● Goal of the exercise
Would you count the lines in the entries below that contain "trait"? Reply with the number only.

== Segment start ==

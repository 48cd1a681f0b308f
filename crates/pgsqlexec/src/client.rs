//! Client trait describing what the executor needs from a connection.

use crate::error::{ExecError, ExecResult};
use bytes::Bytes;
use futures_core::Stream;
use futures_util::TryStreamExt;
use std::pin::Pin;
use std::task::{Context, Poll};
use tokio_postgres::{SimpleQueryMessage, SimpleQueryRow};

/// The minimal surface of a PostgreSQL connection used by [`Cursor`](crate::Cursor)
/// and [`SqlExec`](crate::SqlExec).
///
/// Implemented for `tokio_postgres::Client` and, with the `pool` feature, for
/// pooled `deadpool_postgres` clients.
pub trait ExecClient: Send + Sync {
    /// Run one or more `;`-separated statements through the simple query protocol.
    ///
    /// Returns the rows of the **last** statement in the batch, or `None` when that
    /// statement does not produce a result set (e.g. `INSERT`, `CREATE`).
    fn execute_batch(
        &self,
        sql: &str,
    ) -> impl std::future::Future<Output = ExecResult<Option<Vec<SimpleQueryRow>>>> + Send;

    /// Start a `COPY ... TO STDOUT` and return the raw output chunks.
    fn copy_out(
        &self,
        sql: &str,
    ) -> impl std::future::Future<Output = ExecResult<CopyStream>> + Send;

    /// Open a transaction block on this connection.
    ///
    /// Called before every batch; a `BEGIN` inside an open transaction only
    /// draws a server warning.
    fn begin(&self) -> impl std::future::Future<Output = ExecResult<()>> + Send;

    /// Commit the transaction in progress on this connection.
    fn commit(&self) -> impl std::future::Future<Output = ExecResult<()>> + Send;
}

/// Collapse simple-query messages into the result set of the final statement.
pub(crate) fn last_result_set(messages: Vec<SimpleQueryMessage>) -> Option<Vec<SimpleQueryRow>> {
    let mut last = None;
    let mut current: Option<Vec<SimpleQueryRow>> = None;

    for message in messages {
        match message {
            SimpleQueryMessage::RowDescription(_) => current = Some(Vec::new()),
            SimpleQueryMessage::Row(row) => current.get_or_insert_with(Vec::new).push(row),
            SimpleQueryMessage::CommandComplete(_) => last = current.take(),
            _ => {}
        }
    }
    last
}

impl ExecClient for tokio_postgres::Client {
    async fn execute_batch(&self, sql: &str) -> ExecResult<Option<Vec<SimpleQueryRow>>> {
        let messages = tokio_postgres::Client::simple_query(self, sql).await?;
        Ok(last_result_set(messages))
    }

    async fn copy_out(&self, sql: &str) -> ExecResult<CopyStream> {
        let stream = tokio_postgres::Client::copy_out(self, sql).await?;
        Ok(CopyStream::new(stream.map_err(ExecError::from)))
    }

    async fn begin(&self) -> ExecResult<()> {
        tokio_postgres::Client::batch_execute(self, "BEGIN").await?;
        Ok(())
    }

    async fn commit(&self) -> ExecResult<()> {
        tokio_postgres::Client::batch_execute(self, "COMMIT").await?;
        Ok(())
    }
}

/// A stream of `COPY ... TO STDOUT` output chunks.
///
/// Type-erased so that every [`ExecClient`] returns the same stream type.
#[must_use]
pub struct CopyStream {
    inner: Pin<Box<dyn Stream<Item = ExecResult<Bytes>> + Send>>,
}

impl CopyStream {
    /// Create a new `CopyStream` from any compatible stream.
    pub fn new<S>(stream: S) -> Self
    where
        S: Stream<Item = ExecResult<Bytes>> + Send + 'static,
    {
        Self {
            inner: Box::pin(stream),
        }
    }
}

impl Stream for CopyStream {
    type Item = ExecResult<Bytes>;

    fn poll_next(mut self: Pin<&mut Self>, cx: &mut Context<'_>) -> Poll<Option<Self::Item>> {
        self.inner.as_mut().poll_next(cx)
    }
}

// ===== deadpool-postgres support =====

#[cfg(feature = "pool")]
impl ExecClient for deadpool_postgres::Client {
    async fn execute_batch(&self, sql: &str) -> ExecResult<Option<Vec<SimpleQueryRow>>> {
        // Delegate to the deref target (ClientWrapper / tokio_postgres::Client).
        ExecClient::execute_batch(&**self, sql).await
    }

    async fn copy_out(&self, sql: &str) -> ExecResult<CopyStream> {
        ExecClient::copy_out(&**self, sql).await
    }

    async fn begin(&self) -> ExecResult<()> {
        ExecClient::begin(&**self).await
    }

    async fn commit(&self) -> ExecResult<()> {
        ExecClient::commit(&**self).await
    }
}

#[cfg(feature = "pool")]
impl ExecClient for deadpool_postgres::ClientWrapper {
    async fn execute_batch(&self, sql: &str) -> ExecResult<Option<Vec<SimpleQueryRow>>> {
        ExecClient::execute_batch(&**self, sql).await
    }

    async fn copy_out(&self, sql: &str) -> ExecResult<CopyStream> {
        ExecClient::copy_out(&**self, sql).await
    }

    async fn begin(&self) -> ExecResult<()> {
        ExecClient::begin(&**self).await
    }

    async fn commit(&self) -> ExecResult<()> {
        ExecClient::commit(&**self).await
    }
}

== Segment end ==

● Result
2